Die Hebammenversicherung und wie die Versicherer die extrem hohen Prämien erklären

Diesen Artikeleinstieg finde ich ja ganz originell (jaja, er ist von mir):

Wäre Gräfenhausen eine Insel, wäre der Weiterstädter Stadtteil vermutlich in den Schlagzeilen und eine Frage bei „Wer wird Millionär“ geworden. „Seit Anfang des Jahres werden auf Sylt kaum noch Kinder geboren“, war im Dezember die richtige Antwort auf eine Frage in dem Fernsehquiz. Weil Anfang 2014 die Geburtsstation der Sylter Nordseekliniken schloss. Ähnliches ist nun auch in Gräfenhausen passiert (wir berichteten).

Echo Online: „Zu Lasten der Familien und Neugeborenen“

Das „Geburtshaus am Ohlenbach“ ist jetzt nur noch ein Haus in dem möblierte Zimmer vermietet werden, Geburten betreuen die Hebammen Michèle Andres und Ingeborg Buß nicht mehr. Die Versicherungsprämien für Geburten steigen Mitte 2015 erneut an und machen diesen Geschäftsteil unwirtschaftlich. Sie bieten nun Kurse zur Geburtsvorbereitung und die Zeit nach der Geburt an, unter Babymassage oder Yoga für Schwangere oder zur Geburtsvorbereitung an. Die neue „Hebammenpraxis Mutter♥Tochter“ ist nun in Darmstadt-Wixhausen.

Sehr hohe Versicherungsprämien für Hebammen sind ja schon seit Jahren ein Problem. Nun habe ich überlegt, warum die Versicherungen so teuer sind? Versicherungen sind ja Firmen, die gerne mal was durchrechnen und auf Risiken gucken. Also guckte ich beim GDV.

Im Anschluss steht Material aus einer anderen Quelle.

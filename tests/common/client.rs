//! HTTP client for end-to-end tests
//!
//! This module provides a high-level HTTP client that wraps reqwest
//! and provides methods for the songbook-server endpoints.
//!
//! When API routes or request formats change, update only this file.

#![allow(dead_code)]

use super::constants::*;
use reqwest::Response;
use serde_json::{json, Value};
use std::time::Duration;

/// HTTP test client with cookie-based session management
pub struct TestClient {
    /// The underlying reqwest client (public for custom requests in tests)
    pub client: reqwest::Client,
    /// The base URL of the test server
    pub base_url: String,
}

impl TestClient {
    /// Creates a new unauthenticated client
    ///
    /// Use this for testing authentication flows.
    /// For most tests, use `authenticated()` or `authenticated_admin()` instead.
    pub fn new(base_url: String) -> Self {
        let client = reqwest::Client::builder()
            .cookie_store(true) // Automatically handle session cookies
            .timeout(Duration::from_secs(REQUEST_TIMEOUT_SECS))
            .build()
            .expect("Failed to build reqwest client");

        Self { client, base_url }
    }

    /// Creates a client pre-authenticated as a regular user
    ///
    /// # Panics
    ///
    /// Panics if authentication fails (indicates test infrastructure problem).
    pub async fn authenticated(base_url: String) -> Self {
        Self::authenticated_as(base_url, TEST_USER, TEST_PASS).await
    }

    /// Creates a client pre-authenticated as an admin user
    pub async fn authenticated_admin(base_url: String) -> Self {
        Self::authenticated_as(base_url, ADMIN_USER, ADMIN_PASS).await
    }

    pub async fn authenticated_as(base_url: String, handle: &str, password: &str) -> Self {
        let client = Self::new(base_url);

        let response = client.login(handle, password).await;
        assert_eq!(
            response.status(),
            reqwest::StatusCode::CREATED,
            "Authentication of {} failed: {:?}",
            handle,
            response.text().await
        );

        client
    }

    fn url(&self, path: &str) -> String {
        format!("{}{}", self.base_url, path)
    }

    async fn get(&self, path: &str) -> Response {
        self.client
            .get(self.url(path))
            .send()
            .await
            .expect("GET request failed")
    }

    async fn delete(&self, path: &str) -> Response {
        self.client
            .delete(self.url(path))
            .send()
            .await
            .expect("DELETE request failed")
    }

    async fn post_json(&self, path: &str, body: &Value) -> Response {
        self.client
            .post(self.url(path))
            .json(body)
            .send()
            .await
            .expect("POST request failed")
    }

    async fn put_json(&self, path: &str, body: &Value) -> Response {
        self.client
            .put(self.url(path))
            .json(body)
            .send()
            .await
            .expect("PUT request failed")
    }

    // ========================================================================
    // Authentication Endpoints
    // ========================================================================

    /// GET /
    pub async fn home(&self) -> Response {
        self.get("/").await
    }

    /// POST /v1/auth/login
    pub async fn login(&self, handle: &str, password: &str) -> Response {
        self.post_json(
            "/v1/auth/login",
            &json!({ "user_handle": handle, "password": password }),
        )
        .await
    }

    /// POST /v1/auth/register
    pub async fn register(&self, handle: &str, password: &str) -> Response {
        self.post_json(
            "/v1/auth/register",
            &json!({ "user_handle": handle, "password": password }),
        )
        .await
    }

    /// GET /v1/auth/logout
    pub async fn logout(&self) -> Response {
        self.get("/v1/auth/logout").await
    }

    /// GET /v1/auth/session
    pub async fn get_session(&self) -> Response {
        self.get("/v1/auth/session").await
    }

    // ========================================================================
    // Songs
    // ========================================================================

    /// GET /v1/songs?{query}
    pub async fn list_songs(&self, query: &str) -> Response {
        self.get(&format!("/v1/songs?{}", query)).await
    }

    /// POST /v1/songs
    pub async fn create_song(&self, body: &Value) -> Response {
        self.post_json("/v1/songs", body).await
    }

    /// GET /v1/songs/search?q={q}
    pub async fn search_songs(&self, q: &str) -> Response {
        self.client
            .get(self.url("/v1/songs/search"))
            .query(&[("q", q)])
            .send()
            .await
            .expect("Search request failed")
    }

    /// GET /v1/songs/{id}
    pub async fn get_song(&self, id: &str) -> Response {
        self.get(&format!("/v1/songs/{}", id)).await
    }

    /// PUT /v1/songs/{id}
    pub async fn update_song(&self, id: &str, body: &Value) -> Response {
        self.put_json(&format!("/v1/songs/{}", id), body).await
    }

    /// DELETE /v1/songs/{id}
    pub async fn delete_song(&self, id: &str) -> Response {
        self.delete(&format!("/v1/songs/{}", id)).await
    }

    /// POST /v1/songs/{id}/view
    pub async fn view_song(&self, id: &str) -> Response {
        self.post_json(&format!("/v1/songs/{}/view", id), &json!({}))
            .await
    }

    /// GET /v1/songs/{id}/arrangements
    pub async fn get_song_arrangements(&self, id: &str) -> Response {
        self.get(&format!("/v1/songs/{}/arrangements", id)).await
    }

    /// GET /v1/songs/{id}/verses
    pub async fn list_verses(&self, song_id: &str) -> Response {
        self.get(&format!("/v1/songs/{}/verses", song_id)).await
    }

    /// POST /v1/songs/{id}/verses
    pub async fn add_verse(&self, song_id: &str, reference: &str, text: &str) -> Response {
        self.post_json(
            &format!("/v1/songs/{}/verses", song_id),
            &json!({ "reference": reference, "text": text }),
        )
        .await
    }

    /// DELETE /v1/songs/{id}/verses/{verse_id}
    pub async fn delete_verse(&self, song_id: &str, verse_id: &str) -> Response {
        self.delete(&format!("/v1/songs/{}/verses/{}", song_id, verse_id))
            .await
    }

    /// GET /v1/songs/{id}/comments
    pub async fn list_comments(&self, song_id: &str) -> Response {
        self.get(&format!("/v1/songs/{}/comments", song_id)).await
    }

    /// POST /v1/songs/{id}/comments
    pub async fn add_comment(&self, song_id: &str, body: &str) -> Response {
        self.post_json(
            &format!("/v1/songs/{}/comments", song_id),
            &json!({ "body": body }),
        )
        .await
    }

    /// DELETE /v1/songs/{id}/comments/{comment_id}
    pub async fn delete_comment(&self, song_id: &str, comment_id: &str) -> Response {
        self.delete(&format!("/v1/songs/{}/comments/{}", song_id, comment_id))
            .await
    }

    /// GET /v1/songs/{id}/reviews
    pub async fn list_song_reviews(&self, song_id: &str) -> Response {
        self.get(&format!("/v1/songs/{}/reviews", song_id)).await
    }

    /// PUT /v1/songs/{id}/reviews
    pub async fn review_song(&self, song_id: &str, rating: u8, comment: Option<&str>) -> Response {
        self.put_json(
            &format!("/v1/songs/{}/reviews", song_id),
            &json!({ "rating": rating, "comment": comment }),
        )
        .await
    }

    /// DELETE /v1/songs/{id}/reviews
    pub async fn delete_song_review(&self, song_id: &str) -> Response {
        self.delete(&format!("/v1/songs/{}/reviews", song_id)).await
    }

    // ========================================================================
    // Arrangements
    // ========================================================================

    /// POST /v1/arrangements
    pub async fn create_arrangement(&self, body: &Value) -> Response {
        self.post_json("/v1/arrangements", body).await
    }

    /// GET /v1/arrangements/{id}?{query}
    pub async fn get_arrangement(&self, id: &str, query: &str) -> Response {
        self.get(&format!("/v1/arrangements/{}?{}", id, query)).await
    }

    /// GET /v1/arrangements/{id}/chart?{query}
    pub async fn get_arrangement_chart(&self, id: &str, query: &str) -> Response {
        self.get(&format!("/v1/arrangements/{}/chart?{}", id, query))
            .await
    }

    /// PUT /v1/arrangements/{id}
    pub async fn update_arrangement(&self, id: &str, body: &Value) -> Response {
        self.put_json(&format!("/v1/arrangements/{}", id), body).await
    }

    /// DELETE /v1/arrangements/{id}
    pub async fn delete_arrangement(&self, id: &str) -> Response {
        self.delete(&format!("/v1/arrangements/{}", id)).await
    }

    /// POST /v1/arrangements/{id}/view
    pub async fn view_arrangement(&self, id: &str) -> Response {
        self.post_json(&format!("/v1/arrangements/{}/view", id), &json!({}))
            .await
    }

    /// GET /v1/arrangements/{id}/reviews
    pub async fn list_arrangement_reviews(&self, id: &str) -> Response {
        self.get(&format!("/v1/arrangements/{}/reviews", id)).await
    }

    /// PUT /v1/arrangements/{id}/reviews
    pub async fn review_arrangement(&self, id: &str, rating: u8) -> Response {
        self.put_json(
            &format!("/v1/arrangements/{}/reviews", id),
            &json!({ "rating": rating }),
        )
        .await
    }

    // ========================================================================
    // Categories
    // ========================================================================

    /// GET /v1/categories
    pub async fn list_categories(&self) -> Response {
        self.get("/v1/categories").await
    }

    /// GET /v1/categories/{slug}/songs?{query}
    pub async fn get_category_songs(&self, slug: &str, query: &str) -> Response {
        self.get(&format!("/v1/categories/{}/songs?{}", slug, query))
            .await
    }

    // ========================================================================
    // User
    // ========================================================================

    /// GET /v1/user/favorites/{content_type}
    pub async fn get_favorites(&self, content_type: &str) -> Response {
        self.get(&format!("/v1/user/favorites/{}", content_type))
            .await
    }

    /// POST /v1/user/favorites/{content_type}/{id}
    pub async fn add_favorite(&self, content_type: &str, id: &str) -> Response {
        self.post_json(
            &format!("/v1/user/favorites/{}/{}", content_type, id),
            &json!({}),
        )
        .await
    }

    /// DELETE /v1/user/favorites/{content_type}/{id}
    pub async fn remove_favorite(&self, content_type: &str, id: &str) -> Response {
        self.delete(&format!("/v1/user/favorites/{}/{}", content_type, id))
            .await
    }

    /// GET /v1/user/profile
    pub async fn get_profile(&self) -> Response {
        self.get("/v1/user/profile").await
    }

    /// PUT /v1/user/profile
    pub async fn update_profile(&self, body: &Value) -> Response {
        self.put_json("/v1/user/profile", body).await
    }

    /// GET /v1/users/{handle}
    pub async fn get_public_profile(&self, handle: &str) -> Response {
        self.get(&format!("/v1/users/{}", handle)).await
    }

    // ========================================================================
    // Setlists
    // ========================================================================

    /// GET /v1/user/setlists
    pub async fn list_setlists(&self) -> Response {
        self.get("/v1/user/setlists").await
    }

    /// POST /v1/user/setlists
    pub async fn create_setlist(&self, body: &Value) -> Response {
        self.post_json("/v1/user/setlists", body).await
    }

    /// GET /v1/setlists/{id}
    pub async fn get_setlist(&self, id: &str) -> Response {
        self.get(&format!("/v1/setlists/{}", id)).await
    }

    /// PUT /v1/setlists/{id}
    pub async fn update_setlist(&self, id: &str, body: &Value) -> Response {
        self.put_json(&format!("/v1/setlists/{}", id), body).await
    }

    /// DELETE /v1/setlists/{id}
    pub async fn delete_setlist(&self, id: &str) -> Response {
        self.delete(&format!("/v1/setlists/{}", id)).await
    }

    /// POST /v1/setlists/{id}/entries
    pub async fn add_setlist_entries(&self, id: &str, entries: &Value) -> Response {
        self.post_json(
            &format!("/v1/setlists/{}/entries", id),
            &json!({ "entries": entries }),
        )
        .await
    }

    /// PUT /v1/setlists/{id}/entries/remove
    pub async fn remove_setlist_entries(&self, id: &str, positions: &[usize]) -> Response {
        self.put_json(
            &format!("/v1/setlists/{}/entries/remove", id),
            &json!({ "positions": positions }),
        )
        .await
    }

    /// PUT /v1/setlists/{id}/entries/move
    pub async fn move_setlist_entry(&self, id: &str, from: usize, to: usize) -> Response {
        self.put_json(
            &format!("/v1/setlists/{}/entries/move", id),
            &json!({ "from": from, "to": to }),
        )
        .await
    }

    // ========================================================================
    // Sync
    // ========================================================================

    /// POST /v1/sync/batch
    pub async fn sync_batch(&self, operations: &Value) -> Response {
        self.post_json("/v1/sync/batch", &json!({ "operations": operations }))
            .await
    }
}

Der Gesamtverband der Deutschen Versicherungswirtschaft (GDV) erklärt die hohen Prämien für Hebammen mit einem „extrem schwer“ zu kalkulierenden Risiko einer Geburt und gestiegenen Kosten im Versicherungsfall. „Die Kosten für Geburtsschäden infolge von Behandlungsfehlern sind in den vergangenen Jahren massiv gestiegen. Dies führt zu Versicherungsbeiträgen, die im Vergleich zum Einkommen der Hebammen sehr hoch sind.“
Der Verband räumt ein, dass freiberufliche Hebammen nur sehr selten Geburtsschäden verursachen. In der Geburtshilfe gebe es verhältnismäßig wenige, dafür aber große Schäden. Die Zahl schwerer Geburtsschäden liege jährlich bei zehn bis 15 Fällen – bei rund 16 000 freiberufliche Hebammen und etwa 3500 Hebammen, die bislang Geburtshilfe leisteten.
Aber zwischen 2003 und 2012 seien die Ausgaben für schwere Geburtsschäden um fast 80 Prozent gestiegen, erklärt der Verband. Und wegen des medizinischen Fortschritts steige auch die Lebenserwartung Geschädigter. Passiere bei einer Geburt ein Fehler, und das Kind ist schwer geschädigt, leiste ein Versicherer im Durchschnitt 2,6 Millionen Euro, so der GDV. Dazu kämen Regressforderungen der Krankenversicherungen. Bei einem Geburtsschaden wegen eines Hebammenfehlers forderten Krankenversicherer die Behandlungskosten von der Haftpflichtversicherung.